┌────────

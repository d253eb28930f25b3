//! Asset-request workflow routes.

use std::sync::Arc;

use axum::{
    Extension, Json,
    extract::{Path, Query},
    response::{IntoResponse, Response},
};
use serde_json::Value;

use assetdesk_auth::Role;
use assetdesk_core::RequestId;
use assetdesk_workflow::RequestFilter;

use crate::app::dto::{
    CreateRequestRequest, MyRequestQuery, RequestsQuery, UpdateRequestStatusRequest,
    request_to_json,
};
use crate::app::errors::domain_error_response;
use crate::app::services::AppServices;
use crate::authz;
use crate::context::SessionContext;

/// `POST /request`: employee files an asset request.
pub async fn create_request(
    Extension(services): Extension<Arc<AppServices>>,
    Extension(session): Extension<SessionContext>,
    Json(body): Json<CreateRequestRequest>,
) -> Response {
    if let Err(res) = authz::require_role(services.directory.as_ref(), &session, Role::Employee) {
        return res;
    }
    match services.workflow.file(body.into()) {
        Ok(request) => Json(request_to_json(&request)).into_response(),
        Err(err) => domain_error_response(err),
    }
}

/// `GET /requests`: HR manager lists all requests, optionally narrowed by a
/// substring of the requester email.
pub async fn list_requests(
    Extension(services): Extension<Arc<AppServices>>,
    Extension(session): Extension<SessionContext>,
    Query(query): Query<RequestsQuery>,
) -> Response {
    if let Err(res) = authz::require_role(services.directory.as_ref(), &session, Role::HrManager) {
        return res;
    }
    let requests = services.workflow.list(query.search_by_email.as_deref());
    Json(requests.iter().map(request_to_json).collect::<Vec<Value>>()).into_response()
}

/// `GET /requests/:id`: HR manager inspects one request.
pub async fn get_request(
    Extension(services): Extension<Arc<AppServices>>,
    Extension(session): Extension<SessionContext>,
    Path(id): Path<String>,
) -> Response {
    if let Err(res) = authz::require_role(services.directory.as_ref(), &session, Role::HrManager) {
        return res;
    }
    let id: RequestId = match id.parse() {
        Ok(id) => id,
        Err(err) => return domain_error_response(err),
    };
    match services.workflow.get(id) {
        Ok(request) => Json(request_to_json(&request)).into_response(),
        Err(err) => domain_error_response(err),
    }
}

/// `GET /request/:email`: employee lists their own requests, unfiltered.
pub async fn by_requester(
    Extension(services): Extension<Arc<AppServices>>,
    Extension(session): Extension<SessionContext>,
    Path(email): Path<String>,
) -> Response {
    if let Err(res) = authz::require_role(services.directory.as_ref(), &session, Role::Employee) {
        return res;
    }
    let requests = services
        .workflow
        .list_by_requester(&email, &RequestFilter::default());
    Json(requests.iter().map(request_to_json).collect::<Vec<Value>>()).into_response()
}

/// `GET /myRequest/:email`: employee lists their own requests with search,
/// status, and type filters.
pub async fn my_requests(
    Extension(services): Extension<Arc<AppServices>>,
    Extension(session): Extension<SessionContext>,
    Path(email): Path<String>,
    Query(query): Query<MyRequestQuery>,
) -> Response {
    if let Err(res) = authz::require_role(services.directory.as_ref(), &session, Role::Employee) {
        return res;
    }
    let filter = RequestFilter {
        search: query.search,
        status: query.status,
        asset_type: query.asset_type,
    };
    let requests = services.workflow.list_by_requester(&email, &filter);
    Json(requests.iter().map(request_to_json).collect::<Vec<Value>>()).into_response()
}

/// `PATCH /requests/:id`: HR manager approves or rejects.
pub async fn set_status(
    Extension(services): Extension<Arc<AppServices>>,
    Extension(session): Extension<SessionContext>,
    Path(id): Path<String>,
    Json(body): Json<UpdateRequestStatusRequest>,
) -> Response {
    if let Err(res) = authz::require_role(services.directory.as_ref(), &session, Role::HrManager) {
        return res;
    }
    let id: RequestId = match id.parse() {
        Ok(id) => id,
        Err(err) => return domain_error_response(err),
    };
    match services.workflow.set_status(id, body.status) {
        Ok(request) => Json(request_to_json(&request)).into_response(),
        Err(err) => domain_error_response(err),
    }
}
use std::sync::Arc;

use chrono::Utc;

use assetdesk_core::{AssetId, DomainError, DomainResult};
use assetdesk_infra::Collection;

use crate::asset::{Asset, AssetFilter, AssetPatch, Availability, NewAsset, SortDirection};

/// CRUD and filtered listing over the assets collection.
pub struct CatalogService {
    assets: Arc<dyn Collection<Asset>>,
}

impl CatalogService {
    pub fn new(assets: Arc<dyn Collection<Asset>>) -> Self {
        Self { assets }
    }

    /// List assets matching `filter`, sorted by quantity.
    ///
    /// Sorting happens here, after loading the matches: quantities may be
    /// persisted as text, and a store-side sort would put "10" before "2".
    pub fn list(&self, filter: &AssetFilter, sort: SortDirection) -> Vec<Asset> {
        let mut matches = self.assets.find(&|a: &Asset| filter.matches(a));
        matches.sort_by_key(|a| a.quantity.as_count());
        if sort == SortDirection::Desc {
            matches.reverse();
        }
        matches
    }

    pub fn get(&self, id: AssetId) -> DomainResult<Asset> {
        self.assets
            .get(id.as_uuid().to_owned())
            .ok_or(DomainError::NotFound)
    }

    /// Create an asset. Availability is `Available` unconditionally on
    /// creation, regardless of the submitted quantity.
    pub fn create(&self, new: NewAsset) -> DomainResult<Asset> {
        let asset = Asset {
            id: AssetId::new(),
            name: new.name,
            asset_type: new.asset_type,
            availability: Availability::Available,
            quantity: new.quantity,
            timestamp: Utc::now(),
        };
        self.assets.insert(asset.id.as_uuid().to_owned(), asset.clone());
        Ok(asset)
    }

    /// Patch an asset, recomputing availability when quantity changes and
    /// refreshing the timestamp.
    pub fn update(&self, id: AssetId, patch: AssetPatch) -> DomainResult<Asset> {
        let mut asset = self.get(id)?;

        if let Some(name) = patch.name {
            asset.name = name;
        }
        if let Some(asset_type) = patch.asset_type {
            asset.asset_type = asset_type;
        }
        if let Some(quantity) = patch.quantity {
            asset.availability = Availability::from_quantity(&quantity);
            asset.quantity = quantity;
        }
        asset.timestamp = Utc::now();

        if !self.assets.replace(id.as_uuid().to_owned(), asset.clone()) {
            return Err(DomainError::NotFound);
        }
        Ok(asset)
    }

    pub fn delete(&self, id: AssetId) -> DomainResult<()> {
        if self.assets.remove(id.as_uuid().to_owned()) {
            Ok(())
        } else {
            Err(DomainError::NotFound)
        }
    }
}

#[cfg(test)]
mod tests {
    use super::*;
    use assetdesk_infra::InMemoryCollection;
    use crate::asset::Quantity;
    use proptest::prelude::*;

    fn service() -> CatalogService {
        CatalogService::new(Arc::new(InMemoryCollection::new()))
    }

    fn seed(svc: &CatalogService, name: &str, asset_type: &str, quantity: Quantity) -> Asset {
        svc.create(NewAsset {
            name: name.to_string(),
            asset_type: asset_type.to_string(),
            quantity,
        })
        .unwrap()
    }

    #[test]
    fn listing_sorts_numerically_across_text_and_int_quantities() {
        let svc = service();
        seed(&svc, "Laptop", "Returnable", Quantity::Text("2".into()));
        seed(&svc, "Monitor", "Returnable", Quantity::Count(10));
        seed(&svc, "Pen", "Non-returnable", Quantity::Text("1".into()));

        let asc = svc.list(&AssetFilter::default(), SortDirection::Asc);
        let counts: Vec<i64> = asc.iter().map(|a| a.quantity.as_count()).collect();
        assert_eq!(counts, vec![1, 2, 10]);

        let desc = svc.list(&AssetFilter::default(), SortDirection::Desc);
        let counts: Vec<i64> = desc.iter().map(|a| a.quantity.as_count()).collect();
        assert_eq!(counts, vec![10, 2, 1]);
    }

    #[test]
    fn filters_are_and_combined() {
        let svc = service();
        seed(&svc, "Laptop Stand", "Returnable", Quantity::Count(4));
        seed(&svc, "Laptop", "Returnable", Quantity::Count(2));
        seed(&svc, "Notebook", "Non-returnable", Quantity::Count(9));

        let filter = AssetFilter {
            search: Some("laptop".to_string()),
            availability: Some(Availability::Available),
            asset_type: Some("Returnable".to_string()),
        };
        let result = svc.list(&filter, SortDirection::Desc);
        assert_eq!(result.len(), 2);
        assert!(result.iter().all(|a| a.name.to_lowercase().contains("laptop")));
    }

    #[test]
    fn create_forces_available_even_for_zero_stock() {
        let svc = service();
        let asset = seed(&svc, "Chair", "Returnable", Quantity::Count(0));
        assert_eq!(asset.availability, Availability::Available);
    }

    #[test]
    fn quantity_patch_recomputes_availability() {
        let svc = service();
        let asset = seed(&svc, "Chair", "Returnable", Quantity::Count(5));

        let patch = AssetPatch {
            quantity: Some(Quantity::Text("0".into())),
            ..Default::default()
        };
        let updated = svc.update(asset.id, patch).unwrap();
        assert_eq!(updated.availability, Availability::OutOfStock);

        let patch = AssetPatch {
            quantity: Some(Quantity::Count(3)),
            ..Default::default()
        };
        let updated = svc.update(asset.id, patch).unwrap();
        assert_eq!(updated.availability, Availability::Available);
    }

    #[test]
    fn point_operations_404_on_missing_id() {
        let svc = service();
        let missing = AssetId::new();

        assert_eq!(svc.get(missing).unwrap_err(), DomainError::NotFound);
        assert_eq!(
            svc.update(missing, AssetPatch::default()).unwrap_err(),
            DomainError::NotFound
        );
        assert_eq!(svc.delete(missing).unwrap_err(), DomainError::NotFound);
    }

    proptest! {
        /// Ascending listings are totally ordered by coerced quantity no
        /// matter how the values were persisted.
        #[test]
        fn ascending_order_is_total_over_mixed_representations(
            quantities in proptest::collection::vec(0i64..10_000, 1..20),
            as_text in proptest::collection::vec(any::<bool>(), 1..20),
        ) {
            let svc = service();
            for (i, q) in quantities.iter().enumerate() {
                let quantity = if *as_text.get(i).unwrap_or(&false) {
                    Quantity::Text(q.to_string())
                } else {
                    Quantity::Count(*q)
                };
                seed(&svc, &format!("asset-{i}"), "Returnable", quantity);
            }

            let listed = svc.list(&AssetFilter::default(), SortDirection::Asc);
            let counts: Vec<i64> = listed.iter().map(|a| a.quantity.as_count()).collect();
            let mut expected = quantities.clone();
            expected.sort_unstable();
            prop_assert_eq!(counts, expected);
        }
    }
}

└────────

When a line of the material holds "matches", count it once, and then give the final number alone.

5